▸ Information given:

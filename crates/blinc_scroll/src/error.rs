//! Scroll error types
//!
//! Almost every variant is a programming error: an operation called in a
//! state where it makes no sense, or a physics policy breaking its contract.
//! They are reported at the call site so the offending caller is obvious.

use thiserror::Error;

use crate::activity::ActivityKind;
use crate::position::PositionId;

/// Scroll-related errors
#[derive(Error, Debug)]
pub enum ScrollError {
    /// `set_pixels` called while the current activity is not scrolling
    #[error("set_pixels() called while the {activity} activity is not scrolling")]
    NotScrolling { activity: ActivityKind },

    /// The position was used after `dispose()`
    #[error("Scroll position {0} was used after being disposed")]
    Disposed(PositionId),

    /// The scroll offset was read before it was established
    #[error("Scroll position has no pixels yet; call correct_pixels() or lay out first")]
    MissingPixels,

    /// Scroll extents or viewport were read before layout
    #[error("Scroll position has no {what} yet; apply viewport and content dimensions first")]
    MissingDimensions { what: &'static str },

    /// A drag event arrived without a value on the scroll axis
    #[error("{what} has no primary axis value")]
    MissingPrimaryAxis { what: &'static str },

    /// Boundary conditions returned more overscroll than the move itself
    #[error(
        "{physics}.apply_boundary_conditions returned invalid overscroll value: \
         moving from {pixels} to {proposed} is a delta of {delta:.1}, \
         but the reported overscroll was {overscroll:.1}"
    )]
    InvalidOverscroll {
        physics: String,
        pixels: f64,
        proposed: f64,
        delta: f64,
        overscroll: f64,
    },

    /// Boundary conditions were asked about a move that changes nothing
    #[error("{physics}.apply_boundary_conditions() was called redundantly: {value} is already the current position")]
    RedundantBoundaryCheck { physics: String, value: f64 },

    /// The position is already attached to this controller
    #[error("ScrollController already has position {0} attached")]
    AlreadyAttached(PositionId),

    /// The position is not attached to this controller
    #[error("ScrollController does not have position {0} attached")]
    NotAttached(PositionId),

    /// A controller operation needs at least one attached position
    #[error("ScrollController not attached to any scroll views")]
    NoClients,

    /// A controller operation needs exactly one attached position
    #[error("ScrollController attached to {0} scroll views")]
    MultipleClients(usize),

    /// Invalid scroll tuning file
    #[error("Invalid scroll configuration: {0}")]
    Config(#[from] toml::de::Error),
}

/// Result type for scroll operations
pub type Result<T> = std::result::Result<T, ScrollError>;
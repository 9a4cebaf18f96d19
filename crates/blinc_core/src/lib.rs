//! Blinc Core Runtime
//!
//! This crate provides the foundational primitives shared by the Blinc
//! scrolling and animation crates:
//!
//! - **Listenable values**: `ChangeNotifier` / `ValueNotifier` with
//!   re-entrancy safe notification
//! - **Drag events**: the details a drag recognizer hands to scrollables
//!
//! # Example
//!
//! ```rust
//! use blinc_core::notifier::ChangeNotifier;
//!
//! let offsets = ChangeNotifier::<f64>::new();
//! let id = offsets.add_listener(|pixels| println!("scrolled to {pixels}"));
//! offsets.notify(&120.0);
//! offsets.remove_listener(id);
//! ```

pub mod events;
pub mod notifier;
pub mod sync;

pub use events::{Drag, DragDetails, DragEndDetails, DragStartDetails, DragUpdateDetails, Offset};
pub use notifier::{ChangeNotifier, ListenerId, ValueNotifier};
pub use sync::lock;
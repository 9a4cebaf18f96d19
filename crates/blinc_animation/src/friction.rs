//! Exponential friction
//!
//! Velocity decays as `v·drag^t`, so a body released at `position` with
//! `velocity` coasts towards a finite resting point.

use crate::simulation::Simulation;
use crate::tolerance::Tolerance;

/// A body sliding under fluid-like drag
#[derive(Clone, Debug)]
pub struct FrictionSimulation {
    drag: f64,
    drag_log: f64,
    position: f64,
    velocity: f64,
    tolerance: Tolerance,
}

impl FrictionSimulation {
    /// `drag` is the fraction of velocity kept after one second, in `(0, 1)`
    pub fn new(drag: f64, position: f64, velocity: f64) -> Self {
        Self {
            drag,
            drag_log: drag.ln(),
            position,
            velocity,
            tolerance: Tolerance::DEFAULT,
        }
    }

    pub fn with_tolerance(mut self, tolerance: Tolerance) -> Self {
        self.tolerance = tolerance;
        self
    }

    /// Where the body comes to rest
    pub fn final_x(&self) -> f64 {
        self.position - self.velocity / self.drag_log
    }

    /// Time at which the body passes `x`, or infinity if it never does
    pub fn time_at_x(&self, x: f64) -> f64 {
        if x == self.position {
            return 0.0;
        }
        let final_x = self.final_x();
        let unreachable = if self.velocity > 0.0 {
            x < self.position || x > final_x
        } else {
            x > self.position || x < final_x
        };
        if self.velocity == 0.0 || unreachable {
            return f64::INFINITY;
        }
        (self.drag_log * (x - self.position) / self.velocity + 1.0).ln() / self.drag_log
    }
}

impl Simulation for FrictionSimulation {
    fn x(&self, time: f64) -> f64 {
        self.position + self.velocity * self.drag.powf(time) / self.drag_log
            - self.velocity / self.drag_log
    }

    fn dx(&self, time: f64) -> f64 {
        self.velocity * self.drag.powf(time)
    }

    fn is_done(&self, time: f64) -> bool {
        self.dx(time).abs() < self.tolerance.velocity
    }

    fn tolerance(&self) -> Tolerance {
        self.tolerance
    }
}
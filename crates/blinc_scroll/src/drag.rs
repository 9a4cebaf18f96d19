//! Drag input for scroll positions
//!
//! [`ScrollDragController`] turns the update/end stream of one drag gesture
//! into scroll requests. It adds two pieces of hysteresis on top of the raw
//! deltas:
//!
//! - momentum carried over from an interrupted fling is dropped once the
//!   pointer has been stationary for a moment
//! - after the pointer rests, small deltas are swallowed until they add up
//!   to the physics' motion threshold, so resuming a drag does not jump
//!
//! The gesture layer never sees the controller itself. It gets a
//! [`ScrollDragHandle`] (or a [`ScrollHoldHandle`] for a pointer that has
//! not started dragging yet) that forwards to whichever position currently
//! owns the gesture.

use std::fmt;
use std::sync::atomic::{AtomicU64, Ordering};
use std::sync::{Arc, Mutex, Weak};
use std::time::Duration;

use blinc_core::{lock, Drag, DragDetails, DragEndDetails, DragStartDetails, DragUpdateDetails};

use crate::activity::{ActivityRequest, CancelCallback};
use crate::config::DragConfig;
use crate::error::{Result, ScrollError};
use crate::metrics::{sign, AxisDirection};
use crate::position_with_single_context::ScrollPositionWithSingleContext;

/// Identifies one hold or drag gesture
#[derive(Clone, Copy, Debug, PartialEq, Eq, Hash)]
pub struct GestureId(u64);

impl GestureId {
    pub fn next() -> Self {
        static NEXT: AtomicU64 = AtomicU64::new(1);
        Self(NEXT.fetch_add(1, Ordering::Relaxed))
    }
}

impl fmt::Display for GestureId {
    fn fmt(&self, f: &mut fmt::Formatter<'_>) -> fmt::Result {
        write!(f, "gesture#{}", self.0)
    }
}

pub struct ScrollDragController {
    gesture: GestureId,
    last_details: Option<DragDetails>,
    on_drag_canceled: Option<CancelCallback>,
    carried_velocity: f64,
    motion_start_distance_threshold: Option<f64>,
    last_non_stationary_timestamp: Option<Duration>,
    retain_momentum: bool,
    /// Distance moved since the pointer last came to rest, while the start
    /// threshold is armed
    offset_since_last_stop: Option<f64>,
    config: DragConfig,
}

impl ScrollDragController {
    pub fn new(
        gesture: GestureId,
        details: DragStartDetails,
        on_drag_canceled: Option<CancelCallback>,
        carried_velocity: f64,
        motion_start_distance_threshold: Option<f64>,
        config: DragConfig,
    ) -> Self {
        debug_assert!(
            motion_start_distance_threshold.map_or(true, |t| t > 0.0),
            "motion start distance threshold must be positive"
        );
        let motion_start_distance_threshold = motion_start_distance_threshold.filter(|t| *t > 0.0);

        Self {
            gesture,
            last_non_stationary_timestamp: details.source_time_stamp,
            last_details: Some(DragDetails::Start(details)),
            on_drag_canceled,
            carried_velocity,
            retain_momentum: carried_velocity != 0.0,
            offset_since_last_stop: motion_start_distance_threshold.map(|_| 0.0),
            motion_start_distance_threshold,
            config,
        }
    }

    pub fn gesture(&self) -> GestureId {
        self.gesture
    }

    pub fn carried_velocity(&self) -> f64 {
        self.carried_velocity
    }

    pub fn motion_start_distance_threshold(&self) -> Option<f64> {
        self.motion_start_distance_threshold
    }

    /// Whether the carried fling velocity will still be added on release
    pub fn retains_momentum(&self) -> bool {
        self.retain_momentum
    }

    /// The most recent start, update or end details
    pub fn last_details(&self) -> Option<&DragDetails> {
        self.last_details.as_ref()
    }

    pub(crate) fn last_update(&self) -> Option<&DragUpdateDetails> {
        match &self.last_details {
            Some(DragDetails::Update(details)) => Some(details),
            _ => None,
        }
    }

    fn stationary_for(&self, timestamp: Duration) -> Duration {
        timestamp.saturating_sub(self.last_non_stationary_timestamp.unwrap_or_default())
    }

    fn maybe_lose_momentum(&mut self, offset: f64, timestamp: Option<Duration>) {
        if !self.retain_momentum || offset != 0.0 {
            return;
        }
        let stationary_too_long = match timestamp {
            Some(timestamp) => {
                self.stationary_for(timestamp) > self.config.momentum_retain_stationary_threshold()
            }
            None => true,
        };
        if stationary_too_long {
            tracing::trace!(gesture = %self.gesture, "drag lost carried momentum");
            self.retain_momentum = false;
        }
    }

    fn adjust_for_scroll_start_threshold(&mut self, offset: f64, timestamp: Option<Duration>) -> f64 {
        let Some(timestamp) = timestamp else {
            return offset;
        };

        if offset == 0.0 {
            if self.motion_start_distance_threshold.is_some()
                && self.offset_since_last_stop.is_none()
                && self.stationary_for(timestamp) > self.config.motion_stopped_threshold()
            {
                // Stopped long enough to re-arm the threshold
                self.offset_since_last_stop = Some(0.0);
            }
            return 0.0;
        }

        let (Some(since_stop), Some(threshold)) =
            (self.offset_since_last_stop, self.motion_start_distance_threshold)
        else {
            return offset;
        };

        let since_stop = since_stop + offset;
        if since_stop.abs() <= threshold {
            self.offset_since_last_stop = Some(since_stop);
            return 0.0;
        }

        self.offset_since_last_stop = None;
        if offset.abs() > self.config.big_threshold_break_distance {
            offset
        } else {
            (threshold / 3.0).min(offset.abs()) * sign(offset)
        }
    }

    /// The pointer moved
    pub fn update(&mut self, details: DragUpdateDetails, axis_direction: AxisDirection) -> Result<ActivityRequest> {
        let mut offset = details.primary_delta.ok_or(ScrollError::MissingPrimaryAxis {
            what: "DragUpdateDetails",
        })?;
        let timestamp = details.source_time_stamp;
        let is_scroll = details.is_scroll;
        self.last_details = Some(DragDetails::Update(details));

        if is_scroll {
            if offset == 0.0 {
                return Ok(ActivityRequest::None);
            }
            if axis_direction.is_reversed() {
                offset = -offset;
            }
            return Ok(ActivityRequest::ApplyUserScrollOffset(offset));
        }

        if offset != 0.0 {
            self.last_non_stationary_timestamp = timestamp;
        }
        self.maybe_lose_momentum(offset, timestamp);
        offset = self.adjust_for_scroll_start_threshold(offset, timestamp);
        if offset == 0.0 {
            return Ok(ActivityRequest::None);
        }
        if axis_direction.is_reversed() {
            offset = -offset;
        }
        tracing::trace!(gesture = %self.gesture, offset, "drag update");
        Ok(ActivityRequest::ApplyUserOffset(offset))
    }

    /// The pointer was released
    pub fn end(&mut self, details: DragEndDetails, axis_direction: AxisDirection) -> Result<ActivityRequest> {
        let primary_velocity = details.primary_velocity.ok_or(ScrollError::MissingPrimaryAxis {
            what: "DragEndDetails",
        })?;

        // Content moves against the pointer
        let mut velocity = -primary_velocity;
        if axis_direction.is_reversed() {
            velocity = -velocity;
        }
        self.last_details = Some(DragDetails::End(details));

        if self.retain_momentum && sign(velocity) == sign(self.carried_velocity) {
            velocity += self.carried_velocity;
        }
        tracing::debug!(gesture = %self.gesture, velocity, "drag ended");
        Ok(ActivityRequest::GoBallistic(velocity))
    }

    /// The gesture was abandoned
    pub fn cancel(&self) -> ActivityRequest {
        ActivityRequest::GoBallistic(0.0)
    }

    pub fn dispose(mut self) {
        self.last_details = None;
        if let Some(callback) = self.on_drag_canceled.take() {
            callback();
        }
    }
}

impl fmt::Debug for ScrollDragController {
    fn fmt(&self, f: &mut fmt::Formatter<'_>) -> fmt::Result {
        f.debug_struct("ScrollDragController")
            .field("gesture", &self.gesture)
            .field("last_details", &self.last_details)
            .field("carried_velocity", &self.carried_velocity)
            .field("retain_momentum", &self.retain_momentum)
            .field("offset_since_last_stop", &self.offset_since_last_stop)
            .finish()
    }
}

/// Re-targetable pointer from gesture handles to the position owning the
/// gesture. A replacement position that absorbs an activity takes over the
/// slot, so handles issued earlier follow the activity.
pub(crate) type PositionSlot = Arc<Mutex<Weak<Mutex<ScrollPositionWithSingleContext>>>>;

/// Run `f` on the position the slot points at, if it is still alive
fn with_position<R>(
    slot: &PositionSlot,
    gesture: GestureId,
    f: impl FnOnce(&mut ScrollPositionWithSingleContext) -> Result<R>,
) -> Result<Option<R>> {
    let target = lock(slot).clone();
    match target.upgrade() {
        Some(position) => f(&mut *lock(&position)).map(Some),
        None => {
            tracing::warn!(%gesture, "gesture outlived its scroll position");
            Ok(None)
        }
    }
}

/// Lets the gesture layer release a hold
pub struct ScrollHoldHandle {
    slot: PositionSlot,
    gesture: GestureId,
}

impl ScrollHoldHandle {
    pub(crate) fn new(slot: PositionSlot, gesture: GestureId) -> Self {
        Self { slot, gesture }
    }

    pub fn gesture(&self) -> GestureId {
        self.gesture
    }

    /// The pointer went away without dragging
    pub fn cancel(&self) -> Result<()> {
        with_position(&self.slot, self.gesture, |position| position.cancel_hold(self.gesture))?;
        Ok(())
    }
}

impl fmt::Debug for ScrollHoldHandle {
    fn fmt(&self, f: &mut fmt::Formatter<'_>) -> fmt::Result {
        f.debug_struct("ScrollHoldHandle")
            .field("gesture", &self.gesture)
            .finish()
    }
}

/// Lets the gesture layer drive a drag
pub struct ScrollDragHandle {
    slot: PositionSlot,
    gesture: GestureId,
}

impl ScrollDragHandle {
    pub(crate) fn new(slot: PositionSlot, gesture: GestureId) -> Self {
        Self { slot, gesture }
    }

    pub fn gesture(&self) -> GestureId {
        self.gesture
    }
}

impl Drag for ScrollDragHandle {
    type Error = ScrollError;

    fn update(&mut self, details: DragUpdateDetails) -> Result<()> {
        with_position(&self.slot, self.gesture, |position| {
            position.drag_update(self.gesture, details)
        })?;
        Ok(())
    }

    fn end(&mut self, details: DragEndDetails) -> Result<()> {
        with_position(&self.slot, self.gesture, |position| position.drag_end(self.gesture, details))?;
        Ok(())
    }

    fn cancel(&mut self) -> Result<()> {
        with_position(&self.slot, self.gesture, |position| position.drag_cancel(self.gesture))?;
        Ok(())
    }
}

impl fmt::Debug for ScrollDragHandle {
    fn fmt(&self, f: &mut fmt::Formatter<'_>) -> fmt::Result {
        f.debug_struct("ScrollDragHandle")
            .field("gesture", &self.gesture)
            .finish()
    }
}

▸ Assignment: Across all the records, find the lines containing the word "GoBallistic" and reproduce each one.

▸ Your solution:
        Ok(ActivityRequest::GoBallistic(velocity))
        ActivityRequest::GoBallistic(0.0)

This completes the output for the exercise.